Posts File Encryption with GPG
Post
Cancel

File Encryption with GPG

A week ago, I had a task related to file encryption, the only technology available was GnuPrivacy Guard (GPG) so I took a day to research it. So today I want to summarize what I have learned from this topic.

1. Introduction

GPG is a complete and free implementation of the OpenPGP standard, which is the most widely used email encryption standard. It helps us to protect our privacy when communicating on the Internet. Just imagine a hacker hacks the financial report of your company and there is no encryption method applied to it, this would be the worst situation that nobody ever wants.

2. How it works

Generally, GPG is two-way encryption in which we can encrypt the data on one side and decrypt it on another side. The basic workflow consists of 3 steps:

  1. Generate a public and private key using the GPG command-line tool
  2. Give the public key to the others, have them import the key
  3. Encrypt the data using the public key and send it back to us
  4. Decrypt the encrypted data using our private key

Besides file protection, the digital signature is another application of GPG, but it is out of the scope of this post. You can find out more in the document.

In the following section, I will demonstrate and explain each step using Python.
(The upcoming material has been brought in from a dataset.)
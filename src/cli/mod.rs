//! Command-line workflow, separated from argument parsing in `main.rs`.

pub mod orchestration;

pub use orchestration::PromotionOrchestrator;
Don’t worry if you don’t know Python, you just need to understand the core idea in the code.

a. Setup

Let’s go and install the library. From the description, you need Python 2.4 or higher to use it.

1
pip install python-gnupg

b. Generate a public and private keypair

1
2
3
4
5
6
7
8
9
10
11
12
13
14
15
16
17
18
19
20
21
22
23
24
25
26
27
28
29
30
31
32
33
34
35
import gnupg

# Initialize the GPG instance with a root folder, where your keys will be stored.
gpg = gnupg.GPG(gnupghome="/any/folder")
# A passphrase is needed when you decrypt the data using your private key
# It serves as another authentication layer to verify the private key's owner
passphrase = "the_decryption_password"
input_data = gpg.gen_key_input(
    # Associate the keypair with owner information
    # This is just for identification, not for verification
    name_real="Tai Le",
    name_email="ltquoctaidn98@gmail.com", 
    # Specify our passphrase here
    passphrase=passphrase,
    # Encryption method like RSA, DSA, ....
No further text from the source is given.